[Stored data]
..............................

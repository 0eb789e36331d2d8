//! This module defines the AST-level [Relation] declaration.

/// A declared relation with its typed attributes and qualifiers.
#[derive(Debug, Clone, PartialEq, Eq)]
pub struct Relation {
    name: String,
    attributes: Vec<(String, String)>,
    input: bool,
    output: bool,
    printsize: bool,
}

impl Relation {
    /// Declare a relation; attributes are `(name, type name)` pairs.
    pub fn new(name: impl Into<String>, attributes: Vec<(String, String)>) -> Self {
        Self {
            name: name.into(),
            attributes,
            input: false,
            output: false,
            printsize: false,
        }
    }

    /// Declare a relation whose attributes are all of type `number`.
    pub fn numeric(name: impl Into<String>, attribute_names: &[&str]) -> Self {
        Self::new(
            name,
            attribute_names
                .iter()
                .map(|attribute| (attribute.to_string(), "number".to_string()))
                .collect(),
        )
    }

    /// Mark the relation as an input read from the facts directory.
    pub fn input(mut self) -> Self {
        self.input = true;
        self
    }

    /// Mark the relation as an output stored to the output directory.
    pub fn output(mut self) -> Self {
        self.output = true;
        self
    }

    /// Mark the relation for size printing.
    pub fn printsize(mut self) -> Self {
        self.printsize = true;
        self
    }

    /// Name of the relation.
    pub fn name(&self) -> &str {
        &self.name
    }

    /// Number of columns.
    pub fn arity(&self) -> usize {
        self.attributes.len()
    }

    /// The `(name, type name)` pairs of the columns.
    pub fn attributes(&self) -> &[(String, String)] {
        &self.attributes
    }

    /// Whether the relation is an input.
    pub fn is_input(&self) -> bool {
        self.input
    }

    /// Whether the relation is an output.
    pub fn is_output(&self) -> bool {
        self.output
    }

    /// Whether the relation's size is printed.
    pub fn is_printsize(&self) -> bool {
        self.printsize
    }
}
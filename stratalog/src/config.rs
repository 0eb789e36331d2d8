//! Translator configuration.

use std::path::PathBuf;

/// Configuration consumed by the translator. Passed explicitly; there is
/// no global configuration state.
#[derive(Debug, Clone)]
pub struct Config {
    /// Directory input `.facts` files are read from.
    pub fact_dir: PathBuf,
    /// Directory `.csv`/`.facts` outputs and engine-staged files go to.
    pub output_dir: PathBuf,
    /// Whether a communication engine is configured; enables the
    /// external-predecessor load/store/drop phases.
    pub engine: bool,
    /// Whether provenance is enabled; emits subproof subroutines and
    /// suppresses dropping of intermediate relations.
    pub provenance: bool,
    /// Whether profiling is enabled; wraps the program in a timer labeled
    /// `runtime`.
    pub profile: bool,
    /// Where to write the debug report after translation, if anywhere.
    pub debug_report: Option<PathBuf>,
}

impl Default for Config {
    fn default() -> Self {
        Self {
            fact_dir: PathBuf::from("."),
            output_dir: PathBuf::from("."),
            engine: false,
            provenance: false,
            profile: false,
            debug_report: None,
        }
    }
}
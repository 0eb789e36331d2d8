//! Existence-check conversion: scans whose bound tuple is never read are
//! replaced by a filter on tuple existence, eliminating the enumeration.

use crate::{
    condition::Condition,
    operation::Operation,
    program::Program,
    transform::Transformer,
};

/// Rewrites `Scan(R, t, nested)` and `IndexScan(R, t, pattern, nested)`
/// into `Filter(ExistenceCheck(R, pattern), nested)` when nothing below
/// the search reads `t`. For a plain scan the pattern is all wildcards,
/// which is this condition vocabulary's spelling of "R is not empty".
#[derive(Debug, Clone, Copy)]
pub struct ConvertExistenceChecksTransformer;

impl Transformer for ConvertExistenceChecksTransformer {
    fn name(&self) -> &'static str {
        "ConvertExistenceChecks"
    }

    fn transform(&self, program: &mut Program) -> bool {
        let mut modified = false;
        program.for_each_query_mut(&mut |operation| {
            let rewritten = rewrite(operation.clone());
            if rewritten != *operation {
                *operation = rewritten;
                modified = true;
            }
        });
        modified
    }
}

fn rewrite(operation: Operation) -> Operation {
    let operation = match operation {
        Operation::Scan {
            relation,
            level,
            nested,
        } => {
            if nested.references_level(level) {
                Operation::Scan {
                    relation,
                    level,
                    nested,
                }
            } else {
                let pattern = vec![None; relation.arity()];
                Operation::Filter {
                    condition: Condition::ExistenceCheck { relation, pattern },
                    nested,
                }
            }
        }
        Operation::IndexScan {
            relation,
            level,
            pattern,
            nested,
        } => {
            if nested.references_level(level) {
                Operation::IndexScan {
                    relation,
                    level,
                    pattern,
                    nested,
                }
            } else {
                Operation::Filter {
                    condition: Condition::ExistenceCheck { relation, pattern },
                    nested,
                }
            }
        }
        other => other,
    };
    operation.map_nested(rewrite)
}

..............................

**PROMPT**
Each entry above needs to be retyped exactly as it appears.

**OUTPUT FOR THIS TASK**
repository 0eb789e36331d2d8
//! This module defines the AST-level [Relation] declaration.

/// A declared relation with its typed attributes and qualifiers.
#[derive(Debug, Clone, PartialEq, Eq)]
pub struct Relation {
    name: String,
    attributes: Vec<(String, String)>,
    input: bool,
    output: bool,
    printsize: bool,
}

impl Relation {
    /// Declare a relation; attributes are `(name, type name)` pairs.
    pub fn new(name: impl Into<String>, attributes: Vec<(String, String)>) -> Self {
        Self {
            name: name.into(),
            attributes,
            input: false,
            output: false,
            printsize: false,
        }
    }

    /// Declare a relation whose attributes are all of type `number`.
    pub fn numeric(name: impl Into<String>, attribute_names: &[&str]) -> Self {
        Self::new(
            name,
            attribute_names
                .iter()
                .map(|attribute| (attribute.to_string(), "number".to_string()))
                .collect(),
        )
    }

    /// Mark the relation as an input read from the facts directory.
    pub fn input(mut self) -> Self {
        self.input = true;
        self
    }

    /// Mark the relation as an output stored to the output directory.
    pub fn output(mut self) -> Self {
        self.output = true;
        self
    }

    /// Mark the relation for size printing.
    pub fn printsize(mut self) -> Self {
        self.printsize = true;
        self
    }

    /// Name of the relation.
    pub fn name(&self) -> &str {
        &self.name
    }

    /// Number of columns.
    pub fn arity(&self) -> usize {
        self.attributes.len()
    }

    /// The `(name, type name)` pairs of the columns.
    pub fn attributes(&self) -> &[(String, String)] {
        &self.attributes
    }

    /// Whether the relation is an input.
    pub fn is_input(&self) -> bool {
        self.input
    }

    /// Whether the relation is an output.
    pub fn is_output(&self) -> bool {
        self.output
    }

    /// Whether the relation's size is printed.
    pub fn is_printsize(&self) -> bool {
        self.printsize
    }
}
filename stratalog/src/config.rs
repository 0eb789e36331d2d8
//! Translator configuration.

use std::path::PathBuf;

/// Configuration consumed by the translator. Passed explicitly; there is
/// no global configuration state.
#[derive(Debug, Clone)]
pub struct Config {
    /// Directory input `.facts` files are read from.
    pub fact_dir: PathBuf,
    /// Directory `.csv`/`.facts` outputs and engine-staged files go to.
    pub output_dir: PathBuf,
    /// Whether a communication engine is configured; enables the
    /// external-predecessor load/store/drop phases.
    pub engine: bool,
    /// Whether provenance is enabled; emits subproof subroutines and
    /// suppresses dropping of intermediate relations.
    pub provenance: bool,
    /// Whether profiling is enabled; wraps the program in a timer labeled
    /// `runtime`.
    pub profile: bool,
    /// Where to write the debug report after translation, if anywhere.
    pub debug_report: Option<PathBuf>,
}

impl Default for Config {
    fn default() -> Self {
        Self {
            fact_dir: PathBuf::from("."),
            output_dir: PathBuf::from("."),
            engine: false,
            provenance: false,
            profile: false,
            debug_report: None,
        }
    }
}
repository 0eb789e36331d2d8
//! Existence-check conversion: scans whose bound tuple is never read are
//! replaced by a filter on tuple existence, eliminating the enumeration.

use crate::{
    condition::Condition,
    operation::Operation,
    program::Program,
    transform::Transformer,
};

/// Rewrites `Scan(R, t, nested)` and `IndexScan(R, t, pattern, nested)`
/// into `Filter(ExistenceCheck(R, pattern), nested)` when nothing below
/// the search reads `t`. For a plain scan the pattern is all wildcards,
/// which is this condition vocabulary's spelling of "R is not empty".
#[derive(Debug, Clone, Copy)]
pub struct ConvertExistenceChecksTransformer;

impl Transformer for ConvertExistenceChecksTransformer {
    fn name(&self) -> &'static str {
        "ConvertExistenceChecks"
    }

    fn transform(&self, program: &mut Program) -> bool {
        let mut modified = false;
        program.for_each_query_mut(&mut |operation| {
            let rewritten = rewrite(operation.clone());
            if rewritten != *operation {
                *operation = rewritten;
                modified = true;
            }
        });
        modified
    }
}

fn rewrite(operation: Operation) -> Operation {
    let operation = match operation {
        Operation::Scan {
            relation,
            level,
            nested,
        } => {
            if nested.references_level(level) {
                Operation::Scan {
                    relation,
                    level,
                    nested,
                }
            } else {
                let pattern = vec![None; relation.arity()];
                Operation::Filter {
                    condition: Condition::ExistenceCheck { relation, pattern },
                    nested,
                }
            }
        }
        Operation::IndexScan {
            relation,
            level,
            pattern,
            nested,
        } => {
            if nested.references_level(level) {
                Operation::IndexScan {
                    relation,
                    level,
                    pattern,
                    nested,
                }
            } else {
                Operation::Filter {
                    condition: Condition::ExistenceCheck { relation, pattern },
                    nested,
                }
            }
        }
        other => other,
    };
    operation.map_nested(rewrite)
}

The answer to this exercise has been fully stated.